Records for this exercise —
☆ ☆ ☆ ☆

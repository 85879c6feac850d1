//! Client for the review server's project list.
//!
//! Backends ([`SshRegistry`], [`HttpRegistry`]) talk to the server; the
//! [`CachedRegistry`] wrapper in front of them is what workers share. A
//! single mutex guards both the cached names and the dirty flag, so of any
//! number of concurrent callers exactly one refreshes a stale cache and the
//! rest reuse its result.

use std::collections::BTreeSet;
use std::process::Command;
use std::sync::{Mutex, MutexGuard, PoisonError};

use serde::Serialize;

use crate::error::{RegistryClientError, VcsError};

/// Prefix the server puts in front of JSON bodies.
const XSSI_PREFIX: &str = ")]}'";

/// Options for creating a project on the server.
#[derive(Debug, Clone, Default, PartialEq, Eq, Serialize)]
pub struct CreateOptions {
    #[serde(skip_serializing_if = "Option::is_none")]
    pub description: Option<String>,
    #[serde(skip_serializing_if = "Option::is_none")]
    pub parent: Option<String>,
    #[serde(rename = "create_empty_commit")]
    pub empty_commit: bool,
}

/// Raw access to a project registry, no caching.
pub trait RegistryBackend: Send + Sync {
    fn fetch_projects(&self) -> Result<BTreeSet<String>, RegistryClientError>;

    fn create_project(&self, name: &str, opts: &CreateOptions) -> Result<(), RegistryClientError>;
}

/// Project registry as seen by workers.
pub trait RemoteRegistry: Send + Sync {
    /// Known project names; `force_refresh` bypasses the cache.
    fn list_projects(&self, force_refresh: bool) -> Result<BTreeSet<String>, RegistryClientError>;

    fn create_project(&self, name: &str, opts: &CreateOptions) -> Result<(), RegistryClientError>;

    /// Create `name` unless it already exists. Returns whether it was created.
    fn ensure_project(&self, name: &str, opts: &CreateOptions) -> Result<bool, RegistryClientError>;
}

// ---------------------------------------------------------------------------
// CachedRegistry
// ---------------------------------------------------------------------------

#[derive(Debug)]
struct ProjectCache {
    projects: BTreeSet<String>,
    dirty: bool,
}

/// Lock-guarded cache in front of a [`RegistryBackend`].
#[derive(Debug)]
pub struct CachedRegistry<B> {
    backend: B,
    cache: Mutex<ProjectCache>,
}

impl<B: RegistryBackend> CachedRegistry<B> {
    pub fn new(backend: B) -> Self {
        Self {
            backend,
            cache: Mutex::new(ProjectCache {
                projects: BTreeSet::new(),
                dirty: true,
            }),
        }
    }

    pub fn backend(&self) -> &B {
        &self.backend
    }

    fn lock(&self) -> MutexGuard<'_, ProjectCache> {
        // The cache holds no invariant a panicking holder could break.
        self.cache.lock().unwrap_or_else(PoisonError::into_inner)
    }

    fn refresh(&self, cache: &mut ProjectCache) -> Result<(), RegistryClientError> {
        cache.projects = self.backend.fetch_projects()?;
        cache.dirty = false;
        tracing::debug!(count = cache.projects.len(), "project list refreshed");
        Ok(())
    }
}

impl<B: RegistryBackend> RemoteRegistry for CachedRegistry<B> {
    fn list_projects(&self, force_refresh: bool) -> Result<BTreeSet<String>, RegistryClientError> {
        let mut cache = self.lock();
        if force_refresh || cache.dirty {
            self.refresh(&mut cache)?;
        }
        Ok(cache.projects.clone())
    }

    fn create_project(&self, name: &str, opts: &CreateOptions) -> Result<(), RegistryClientError> {
        let mut cache = self.lock();
        self.backend.create_project(name, opts)?;
        cache.dirty = true;
        tracing::info!(project = %name, "project created on server");
        Ok(())
    }

    fn ensure_project(&self, name: &str, opts: &CreateOptions) -> Result<bool, RegistryClientError> {
        let mut cache = self.lock();
        if cache.dirty {
            self.refresh(&mut cache)?;
        }
        if cache.projects.contains(name) {
            return Ok(false);
        }
        self.backend.create_project(name, opts)?;
        cache.projects.insert(name.to_string());
        cache.dirty = true;
        tracing::info!(project = %name, "project created on server");
        Ok(true)
    }
}

// ---------------------------------------------------------------------------
// SSH backend
// ---------------------------------------------------------------------------

/// `ssh [-p PORT] [USER@]HOST gerrit ...`
#[derive(Debug, Clone)]
pub struct SshRegistry {
    host: String,
    port: Option<u16>,
    user: Option<String>,
    program: String,
}

impl SshRegistry {
    pub fn new(host: impl Into<String>) -> Self {
        Self {
            host: host.into(),
            port: None,
            user: None,
            program: "ssh".to_string(),
        }
    }

    pub fn port(mut self, port: u16) -> Self {
        self.port = Some(port);
        self
    }

    pub fn user(mut self, user: impl Into<String>) -> Self {
        self.user = Some(user.into());
        self
    }

    pub fn with_program(mut self, program: impl Into<String>) -> Self {
        self.program = program.into();
        self
    }

    fn destination(&self) -> String {
        match &self.user {
            Some(user) => format!("{user}@{}", self.host),
            None => self.host.clone(),
        }
    }

    /// Arguments after the program name for a remote `gerrit` command.
    fn args(&self, remote: &[String]) -> Vec<String> {
        let mut args = Vec::new();
        if let Some(port) = self.port {
            args.push("-p".to_string());
            args.push(port.to_string());
        }
        args.push(self.destination());
        args.push("gerrit".to_string());
        args.extend(remote.iter().cloned());
        args
    }

    fn run(&self, remote: &[String]) -> Result<String, VcsError> {
        let args = self.args(remote);
        tracing::debug!(host = %self.host, "{} {}", self.program, args.join(" "));
        let output = Command::new(&self.program)
            .args(&args)
            .output()
            .map_err(|source| VcsError::Spawn {
                program: self.program.clone(),
                source,
            })?;
        if !output.status.success() {
            return Err(VcsError::CommandFailed {
                program: self.program.clone(),
                args,
                status: output.status,
                stderr: String::from_utf8_lossy(&output.stderr).trim().to_string(),
            });
        }
        Ok(String::from_utf8_lossy(&output.stdout).into_owned())
    }

    fn create_args(name: &str, opts: &CreateOptions) -> Vec<String> {
        let mut remote = vec!["create-project".to_string(), shell_quote(name)];
        if let Some(description) = &opts.description {
            remote.push("--description".to_string());
            remote.push(shell_quote(description));
        }
        if let Some(parent) = &opts.parent {
            remote.push("--parent".to_string());
            remote.push(shell_quote(parent));
        }
        if opts.empty_commit {
            remote.push("--empty-commit".to_string());
        }
        remote
    }
}

impl RegistryBackend for SshRegistry {
    fn fetch_projects(&self) -> Result<BTreeSet<String>, RegistryClientError> {
        let out = self.run(&["ls-projects".to_string()])?;
        Ok(parse_line_listing(&out))
    }

    fn create_project(&self, name: &str, opts: &CreateOptions) -> Result<(), RegistryClientError> {
        self.run(&Self::create_args(name, opts))?;
        Ok(())
    }
}

// ---------------------------------------------------------------------------
// HTTP backend
// ---------------------------------------------------------------------------

/// REST backend: `GET <base>/projects/?d`, `PUT <base>/projects/<name>`.
#[derive(Debug, Clone)]
pub struct HttpRegistry {
    base: String,
    token: Option<String>,
}

impl HttpRegistry {
    pub fn new(base: impl Into<String>) -> Self {
        Self {
            base: base.into().trim_end_matches('/').to_string(),
            token: None,
        }
    }

    /// Send `Authorization: Bearer <token>` with every request.
    pub fn token(mut self, token: impl Into<String>) -> Self {
        self.token = Some(token.into());
        self
    }

    fn authorize(&self, request: ureq::Request) -> ureq::Request {
        match &self.token {
            Some(token) => request.set("Authorization", &format!("Bearer {token}")),
            None => request,
        }
    }
}

fn http_err(url: &str, err: impl std::fmt::Display) -> RegistryClientError {
    RegistryClientError::Http {
        url: url.to_string(),
        message: err.to_string(),
    }
}

impl RegistryBackend for HttpRegistry {
    fn fetch_projects(&self) -> Result<BTreeSet<String>, RegistryClientError> {
        let url = format!("{}/projects/?d", self.base);
        let response = self
            .authorize(ureq::get(&url))
            .call()
            .map_err(|e| http_err(&url, e))?;
        let body = response.into_string().map_err(|e| http_err(&url, e))?;
        parse_json_listing(&body)
    }

    fn create_project(&self, name: &str, opts: &CreateOptions) -> Result<(), RegistryClientError> {
        let url = format!("{}/projects/{}", self.base, encode_segment(name));
        self.authorize(ureq::put(&url))
            .send_json(opts)
            .map_err(|e| http_err(&url, e))?;
        Ok(())
    }
}

// ---------------------------------------------------------------------------
// Parsing helpers
// ---------------------------------------------------------------------------

/// One project name per line.
pub fn parse_line_listing(out: &str) -> BTreeSet<String> {
    out.lines()
        .map(str::trim)
        .filter(|l| !l.is_empty())
        .map(str::to_string)
        .collect()
}

/// A JSON object keyed by project name, optionally behind the XSSI prefix.
pub fn parse_json_listing(body: &str) -> Result<BTreeSet<String>, RegistryClientError> {
    let body = body.trim_start();
    let body = body.strip_prefix(XSSI_PREFIX).unwrap_or(body);
    let projects: serde_json::Map<String, serde_json::Value> = serde_json::from_str(body)?;
    Ok(projects.keys().cloned().collect())
}

fn shell_quote(value: &str) -> String {
    format!("'{}'", value.replace('\'', r"'\''"))
}

fn encode_segment(value: &str) -> String {
    let mut out = String::with_capacity(value.len());
    for b in value.bytes() {
        if b.is_ascii_alphanumeric() || matches!(b, b'-' | b'_' | b'.' | b'~') {
            out.push(b as char);
        } else {
            out.push_str(&format!("%{b:02X}"));
        }
    }
    out
}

☆ ☆ ☆ ☆

Work order —
What lines above hold the word "struct"? List them all.

Problem solution —
pub struct CreateOptions {
struct ProjectCache {
pub struct CachedRegistry<B> {
pub struct SshRegistry {
pub struct HttpRegistry {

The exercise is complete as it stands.